Sales planning includes: the study of external and internal conditions; defining goals; development of forecasts for market conditions and demand; preparation of forecasts for the sale of goods; drawing up plans for the supply of finished products; planning of optimal economic relations; selection of product distribution channels; planning of additional services, foreign trade operations, advertising activities; drawing up an estimate of the costs of sales and distribution management, planning of profitability.

Sales organization includes: organizing the collection of information about demand; concluding business contracts with consumers for the supply of products; choice of forms and methods of selling products, methods of delivering it to the consumer; preparation of products for shipment to the consumer; technology of commodity circulation; organization of information and dispatch service, reporting; organization of trade communication, legal and claims work; organizing demand stimulation and advertising activities.

Control and coordination of the work of the sales service personnel involves: assessment of the compliance of the implementation of sales functions with the marketing research program; analysis of the actions of the sales service, as well as the developed measures to coordinate sales activities and increase their efficiency; monitoring and evaluating the effectiveness of sales promotion and promotional activities; tactical control; control over the supply of products, the implementation of foreign trade operations, compliance with contractual obligations, the timely payment of invoices; adjustment of the production program in accordance with the orders received; presentation of claims to consumers for breach of contractual obligations and late payment of bills.

The initial stage of sales planning (as well as others in the system of marketing activities of the enterprise) is the study of external and internal conditions for the functioning of the enterprise. Depending on changes in external conditions, it becomes necessary to adjust the internal ones.

The existing problems associated with the sale of products are identified, goals are set, the achievement of which will contribute to their solution. Such goals can be: achievement of a certain amount of income, sales volume, sales market share and wholesale turnover in terms of assortment; establishment of optimal economic ties; improving the efficiency of sales personnel; optimization of stocks of finished products; the effectiveness of additional services provided to the consumer; rationalization of commodity circulation; increasing the effectiveness of claims work; selection of optimal sales channels; minimization of transportation costs; optimization of all types of sales costs; increasing the profitability of foreign trade transactions of the enterprise; strengthening the effectiveness of the advertising policy of the enterprise; stimulating customer demand.

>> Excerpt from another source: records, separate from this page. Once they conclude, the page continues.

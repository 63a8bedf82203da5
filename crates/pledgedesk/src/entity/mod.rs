//! SeaORM entity definitions for the backoffice database schema.

pub mod external_organization;
pub mod issue;
pub mod job;
pub mod organization;
pub mod platform;
pub mod prelude;
pub mod repository;
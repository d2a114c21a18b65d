use thiserror::Error;

/// Errors that stop the server from starting or running.
#[derive(Debug, Error)]
pub enum ServerError {
    #[error("failed to load configuration: {0}")]
    Config(#[from] config::ConfigError),

    #[error("failed to bind {addr}: {source}")]
    Bind {
        addr: String,
        #[source]
        source: std::io::Error,
    },

    #[error(transparent)]
    Io(#[from] std::io::Error),
}
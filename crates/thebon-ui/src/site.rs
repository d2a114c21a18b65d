//! Fixed site identity.

pub const SITE_NAME: &str = "TheBon";
pub const SITE_DESCRIPTION: &str = "TheBon 공식 웹사이트";

/// Document language tag.
pub const SITE_LANG: &str = "ko";

/// Page metadata rendered into the document head.
#[derive(Debug, Clone, Copy, PartialEq, Eq)]
pub struct Metadata {
    pub title: &'static str,
    pub description: &'static str,
}

impl Metadata {
    pub const fn site() -> Self {
        Self {
            title: SITE_NAME,
            description: SITE_DESCRIPTION,
        }
    }
}

impl Default for Metadata {
    fn default() -> Self {
        Self::site()
    }
}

The list of goals can be different both in different enterprises and in different periods in the same enterprise.

Sales activities presuppose the presence of: trade communication of the enterprise, i.e. transmission of trade information from one consumer to another. Trade communication should include all forms of influence, ensure the targeted transfer of commercial information to interested parties. Its purpose is to convey information about a product through all channels of its promotion in order to form a favorable attitude towards the enterprise that produces it.

Trade communication is carried out through: demonstration of the product to trade representatives, intermediaries, trade and purchasing organizations, consumer enterprises and other interested parties; conferences (trade, scientific and practical, etc.), fairs; commercial correspondence and newsletters; advertisements, catalogs, exhibition materials, etc.

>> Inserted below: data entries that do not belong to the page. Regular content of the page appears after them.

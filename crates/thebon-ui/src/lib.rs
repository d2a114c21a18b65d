//! Maud/Tailwind views for the TheBon site.
//!
//! This crate provides:
//! - [`cn`] / [`cn!`] for merging conditional class names
//! - Font handles and the Tailwind theme tokens
//! - [`RootShell`], the document layout every page renders inside
//! - The page views: [`HomeView`], [`NotFoundView`], [`ErrorView`]
//!
//! Everything here is pure: views take their inputs and return [`maud::Markup`],
//! routing and failure interception belong to the server crate.
//!
//! # Quick Start
//!
//! ```rust
//! use thebon_ui::{HomeView, RootShell};
//!
//! let page = RootShell::new().render(HomeView.render()).into_string();
//! assert!(page.contains("<title>TheBon</title>"));
//! ```

mod class_names;
mod fonts;
mod layout;
mod site;
mod theme;
pub mod views;

pub use class_names::{ClassValue, cn};
pub use fonts::{BODY_FONT, Font, HEADING_FONT};
pub use layout::RootShell;
pub use site::{Metadata, SITE_DESCRIPTION, SITE_LANG, SITE_NAME};
pub use theme::{TAILWIND_BROWSER, TAILWIND_THEME};
pub use views::{ErrorView, FailureInfo, HomeView, NotFoundView};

The success of the enterprise depends on the preparedness of the sales staff, the formation of which is difficult and expensive. Our "salesmen" need to learn how to sell in market conditions. The salesperson (traveling salesman) must be able to create a situation in which the client himself would like to conduct a conversation.

There are a number of main points that must be taken into account when preparing negotiations with a client: make an appointment in advance, set the time for negotiations, determine the interests and needs of the client; be able to make assumptions, substantiate the advantages of the product, the benefits of the client, inspire confidence in the company and in the transaction, induce to buy products and conclude a transaction.

An important condition for successful negotiations is that the seller has the necessary documentation (brochures, catalogs, brochures, etc.), which should be prepared in such a way as to instantly attract the attention of the client and interest him in the transaction. Their quality reflects the culture of the enterprise, therefore it must be prepared by professionals. Important criteria for this are: the material from which the advertising products are made; decoration; information about the product and its areas of application; information about the company.

The traveling salesman must not only know how to sell, but also have faith in the business and its product. Without a strong belief in the need for these three ingredients of success, the salesperson will not be able to convince the customer. Conviction breeds enthusiasm, which in turn makes success possible.

In a rapidly changing market situation, for the correct orientation of buyers in the variety of goods, especially fundamentally new ones, objective information is needed about their consumer characteristics, as well as about places and forms of sale, i.e. advertising of goods and services. With the help of advertising, the awareness of the population is raised, the number of purchases increases, and its influence on the formation of needs and demand is enhanced.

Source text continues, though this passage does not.